Michael Kaiser, vice president of government affairs for Washington, D.C.-based WineAmerica, told VinRoutes that, “We are happy with the confirmation of Trade Representative Tai as USTR. As a former trade counsel with the House Ways and Means Committee, and [trade lawyer] under the Obama administration, she knows these disputes really well,” he said, referring to the aircraft subsidies dispute between the U.S. and EU that resulted in retaliatory tariffs on wine trade.
“We believe this truly brings a fresh start to the U.S. trade agenda,” said Kaiser.
“I also want to highlight her work on China issues under the Obama administration. Obviously, outside of the US-EU wine trade issues, China was a big concern for us as well under the Trump administration. As it stands now, there is a 93 percent mark-up of U.S. wine in China right now.”
There is other good news on the wine trade front. On March 5, the U.S. and EU announced a four-month suspension of tariffs related to the aircraft subsidies dispute.
“We hope this is a first step towards a full resolution on this issue,” Kaiser added.
“As a rule, WineAmerica is against all tariffs. Wine is often caught in the middle of these trade disputes that have nothing to do with us.
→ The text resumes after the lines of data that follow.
/*!
The generic argument implementation behind the registry.

A [`TypedArgument<T>`] owns (or shares) the values parsed for one registered
argument, applies defaults, enforces minimum value counts, and implements
the per-token consumption algorithm. Token-to-value conversion is delegated
to the [`Value`] implementation of `T`.
*/

use core::any::Any;
use std::cell::RefCell;
use std::rc::Rc;

use crate::argument::{Argument, ArgumentStatus};
use crate::error::ParseError;
use crate::value::Value;

/**
Where parsed values land.

Every argument starts with an internally owned sequence; binding external
storage via [`store_values`][TypedArgument::store_values] abandons the owned
sequence entirely, so exactly one of the two is ever live.
*/
enum Storage<T> {
    Owned(Vec<T>),
    Shared(Rc<RefCell<Vec<T>>>),
}

impl<T: Clone> Storage<T> {
    fn len(&self) -> usize {
        match self {
            Storage::Owned(values) => values.len(),
            Storage::Shared(values) => values.borrow().len(),
        }
    }

    fn push(&mut self, value: T) {
        match self {
            Storage::Owned(values) => values.push(value),
            Storage::Shared(values) => values.borrow_mut().push(value),
        }
    }

    fn clear(&mut self) {
        match self {
            Storage::Owned(values) => values.clear(),
            Storage::Shared(values) => values.borrow_mut().clear(),
        }
    }

    fn get(&self, index: usize) -> Option<T> {
        match self {
            Storage::Owned(values) => values.get(index).cloned(),
            Storage::Shared(values) => values.borrow().get(index).cloned(),
        }
    }
}

/**
One registered argument holding values of type `T`.

Registration hands out a `&mut TypedArgument<T>`, so configuration reads as
a builder chain:

```
use argot::Parser;

let mut parser = Parser::new("prog", "");
parser
    .add_argument::<u32>(Some('l'), "limit", "how many")
    .default_value(10);
```
*/
pub struct TypedArgument<T: Value> {
    long_name: String,
    short_name: Option<char>,
    description: String,

    status: ArgumentStatus,

    values: Storage<T>,
    bound: Option<Rc<RefCell<T>>>,
    values_set: usize,

    default: Option<T>,
    default_text: String,
    explicit_default_text: bool,

    minimum_values: usize,
    multi_value: bool,
    positional: bool,
}

impl<T: Value> TypedArgument<T> {
    pub fn new(short_name: Option<char>, long_name: &str, description: &str) -> Self {
        let default = T::absent();

        Self {
            long_name: long_name.to_owned(),
            short_name,
            description: description.to_owned(),
            status: ArgumentStatus::NoArgument,
            values: Storage::Owned(Vec::new()),
            bound: None,
            values_set: 0,
            default_text: default.as_ref().map(Value::render).unwrap_or_default(),
            default,
            explicit_default_text: false,
            minimum_values: 0,
            multi_value: false,
            positional: false,
        }
    }

    /// Set the default value. Unless [`default_text`][Self::default_text]
    /// was used, the help rendering of the default is derived from the
    /// value itself.
    pub fn default_value(&mut self, value: T) -> &mut Self {
        if !self.explicit_default_text {
            self.default_text = value.render();
        }

        self.default = Some(value);
        self.status = ArgumentStatus::Success;
        self
    }

    /// Override the help rendering of the default value without changing
    /// the default itself (an empty-string default displayed as `all`, say).
    pub fn default_text(&mut self, text: &str) -> &mut Self {
        self.default_text = text.to_owned();
        self.explicit_default_text = true;
        self
    }

    /// Accept repeated values; a successful parse requires at least
    /// `minimum` of them unless a default is set.
    pub fn multi_value(&mut self, minimum: usize) -> &mut Self {
        self.minimum_values = minimum;
        self.multi_value = true;
        self
    }

    /// Collect this argument from unflagged tokens by position instead of
    /// by name.
    pub fn positional(&mut self) -> &mut Self {
        self.positional = true;
        self
    }

    /// Bind an external scalar slot that receives the most recently parsed
    /// value. The caller owns the slot; the engine only writes through it.
    pub fn store_value(&mut self, slot: Rc<RefCell<T>>) -> &mut Self {
        self.bound = Some(slot);
        self
    }

    /// Bind an external sequence that receives every parsed value,
    /// abandoning the internally owned sequence.
    pub fn store_values(&mut self, slot: Rc<RefCell<Vec<T>>>) -> &mut Self {
        self.values = Storage::Shared(slot);
        self
    }

    /**
    The value at `index`, if present. An empty sequence falls back to the
    default regardless of index; a multi-value argument with a default also
    falls back for any index beyond the stored count.
    */
    pub fn get_value(&self, index: usize) -> Option<T> {
        let count = self.values.len();

        if self.multi_value && self.default.is_some() && index >= count {
            return self.default.clone();
        }

        if count == 0 && self.default.is_some() {
            return self.default.clone();
        }

        self.values.get(index)
    }
}

impl<T: Value> Argument for TypedArgument<T> {
    fn long_name(&self) -> &str {
        &self.long_name
    }

    fn short_name(&self) -> Option<char> {
        self.short_name
    }

    fn description(&self) -> &str {
        &self.description
    }

    fn type_hint(&self) -> &'static str {
        T::HINT
    }

    fn is_positional(&self) -> bool {
        self.positional
    }

    fn is_multi_value(&self) -> bool {
        self.multi_value
    }

    fn is_flag(&self) -> bool {
        T::IS_FLAG
    }

    fn has_default(&self) -> bool {
        self.default.is_some()
    }

    fn minimum_values(&self) -> usize {
        self.minimum_values
    }

    fn status(&self) -> ArgumentStatus {
        self.status
    }

    fn values_set(&self) -> usize {
        self.values_set
    }

    fn default_text(&self) -> &str {
        &self.default_text
    }

    fn consume(&mut self, argv: &[&str], position: usize) -> Result<usize, ParseError> {
        let token = argv[position];
        let mut consumed = 1;
        let mut raw = token;
        let mut attached = false;
        let mut working = token;

        // Positional arguments receive their token whole; named arguments
        // first shed the dash prefix and, for `-xVALUE` forms, the matched
        // short letter.
        if !self.positional {
            if let Some(rest) = working.strip_prefix("--") {
                working = rest;
            } else if let Some(rest) = working.strip_prefix('-') {
                working = rest;

                if working.len() > 1 && working.as_bytes()[1] != b'=' {
                    let mut characters = working.chars();
                    characters.next();
                    working = characters.as_str();
                    attached = true;
                }
            }
        }

        let equals = memchr::memchr(b'=', working.as_bytes());

        let value_text = if !self.positional && let Some(index) = equals {
            &working[index + 1..]
        } else if T::IS_FLAG {
            ""
        } else if !self.positional && !attached {
            match argv.get(position + 1) {
                None => {
                    self.status = ArgumentStatus::Insufficient;
                    return Err(ParseError::Insufficient {
                        option: self.long_name.clone(),
                    });
                }
                Some(&next) => {
                    consumed = 2;
                    raw = next;
                    next
                }
            }
        } else {
            working
        };

        let value = match T::parse_token(value_text) {
            Ok(value) => value,
            Err(error) => {
                self.status = ArgumentStatus::InvalidArgument;
                return Err(ParseError::InvalidArgument {
                    token: raw.to_owned(),
                    option: self.long_name.clone(),
                    message: error.to_string(),
                });
            }
        };

        if let Some(slot) = &self.bound {
            *slot.borrow_mut() = value.clone();
        }

        self.values.push(value);
        self.values_set += 1;

        self.status = match self.values_set < self.minimum_values && self.default.is_none() {
            true => ArgumentStatus::Insufficient,
            false => ArgumentStatus::Success,
        };

        Ok(consumed)
    }

    fn clear(&mut self) {
        self.values.clear();
        self.values_set = 0;

        self.status = match self.default {
            Some(_) => ArgumentStatus::Success,
            None => ArgumentStatus::NoArgument,
        };

        if let Some(slot) = &self.bound {
            *slot.borrow_mut() = self.default.clone().unwrap_or_default();
        }
    }

    fn as_any(&self) -> &dyn Any {
        self
    }

    fn as_any_mut(&mut self) -> &mut dyn Any {
        self
    }
}
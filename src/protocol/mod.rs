//! # Mercury Wire Protocols
//!
//! Frame codec plus the typed operation sets of the two protocol families.

pub mod frame;
pub mod mercury206;
pub mod mercury236;

pub use mercury206::{Mercury206Codec, Mercury206Handle};
pub use mercury236::{AccessLevel, Mercury236Codec, Mercury236Handle};
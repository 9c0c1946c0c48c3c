//! # Mercury 236 Session
//!
//! State machine driving one authenticated session against one device:
//! connect (check-connect handshake), authenticate (open channel), any
//! number of reads, close (best effort). A session belongs to exactly one
//! device for one polling iteration and is never reused.

use crate::arrays::ReadOp;
use crate::error::MercuryError;
use crate::logging::{log_debug, log_warn};
use crate::protocol::mercury236::{AccessLevel, Mercury236Codec};
use crate::record::{MetricValue, Metrics};

/// Lifecycle states of a session. `Failed` is absorbing for the handshake
/// steps; a failed read leaves the session `Authenticated` (the caller
/// decides whether to continue).
#[derive(Debug, Clone, Copy, PartialEq, Eq)]
pub enum SessionState {
    Disconnected,
    Connected,
    Authenticated,
    Closed,
    Failed,
}

/// One authenticated session over a borrowed codec.
pub struct Session<'a, C: Mercury236Codec> {
    codec: &'a mut C,
    address: u8,
    state: SessionState,
    reached_connected: bool,
}

impl<'a, C: Mercury236Codec> Session<'a, C> {
    pub fn new(codec: &'a mut C, address: u8) -> Self {
        Session {
            codec,
            address,
            state: SessionState::Disconnected,
            reached_connected: false,
        }
    }

    pub fn state(&self) -> SessionState {
        self.state
    }

    /// Verifies the device acknowledges its bus address. Any failure here,
    /// timeout included, is classified as a connection error.
    pub async fn connect(&mut self) -> Result<(), MercuryError> {
        if self.state != SessionState::Disconnected {
            return Err(MercuryError::Unexpected(format!(
                "connect called in state {:?}",
                self.state
            )));
        }
        match self.codec.check_connect(self.address).await {
            Ok(()) => {
                self.state = SessionState::Connected;
                self.reached_connected = true;
                Ok(())
            }
            Err(e) => {
                self.state = SessionState::Failed;
                Err(match e {
                    MercuryError::Connection(_) => e,
                    other => MercuryError::Connection(format!(
                        "check connect failed: {other}"
                    )),
                })
            }
        }
    }

    /// Opens the communication channel. A missing password falls back to the
    /// access level's vendor default. Any failure is classified as an
    /// authentication error.
    pub async fn authenticate(
        &mut self,
        level: AccessLevel,
        password: Option<&str>,
    ) -> Result<(), MercuryError> {
        if self.state != SessionState::Connected {
            return Err(MercuryError::Unexpected(format!(
                "authenticate called in state {:?}",
                self.state
            )));
        }
        let password = password.unwrap_or_else(|| level.default_password());
        match self.codec.open_channel(self.address, level, password).await {
            Ok(()) => {
                self.state = SessionState::Authenticated;
                Ok(())
            }
            Err(e) => {
                self.state = SessionState::Failed;
                Err(match e {
                    MercuryError::Authentication(_) => e,
                    other => MercuryError::Authentication(format!(
                        "open channel failed: {other}"
                    )),
                })
            }
        }
    }

    /// Issues one read operation. A failure does not change the session
    /// state; the channel stays open for further reads or the close.
    pub async fn read(&mut self, op: ReadOp) -> Result<Metrics, MercuryError> {
        if self.state != SessionState::Authenticated {
            return Err(MercuryError::Unexpected(format!(
                "read called in state {:?}",
                self.state
            )));
        }
        match op {
            ReadOp::EnergyTotal(array) => {
                self.codec.read_energy_total(self.address, array).await
            }
            ReadOp::EnergyTariffs(array) => {
                self.codec.read_energy_tariffs(self.address, array).await
            }
            ReadOp::EnergyByPhase => self.codec.read_energy_by_phase(self.address).await,
            ReadOp::EnergyTariffsByPhase => {
                self.codec.read_energy_tariffs_by_phase(self.address).await
            }
            ReadOp::Instrumentation => self.codec.read_instrumentation(self.address).await,
            ReadOp::Frequency => {
                let freq = self.codec.read_frequency(self.address).await?;
                Ok(vec![("freq".to_string(), MetricValue::Float(freq))])
            }
        }
    }

    /// Best-effort close. Attempted whenever the session reached `Connected`
    /// at some point, even after a later failure; a close failure is logged
    /// and never escalated.
    pub async fn close(&mut self) {
        if !self.reached_connected || self.state == SessionState::Closed {
            return;
        }
        if let Err(e) = self.codec.close_channel(self.address).await {
            log_warn(&format!(
                "close channel for address {} failed: {e}",
                self.address
            ));
        } else {
            log_debug(&format!("channel closed for address {}", self.address));
        }
        self.state = SessionState::Closed;
    }
}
I can’t say that we expect a resolution, but the four month moratorium is a good first step.”
The US-EU wine tariffs are scheduled for a review later this summer, noted Kaiser.
Although the tariffs “only impact a small few of our members [particularly large wine companies that have some French or Italian wine in their portfolio], “the tariffs do impact the entire U.S. wine supply chain,” said Kaiser.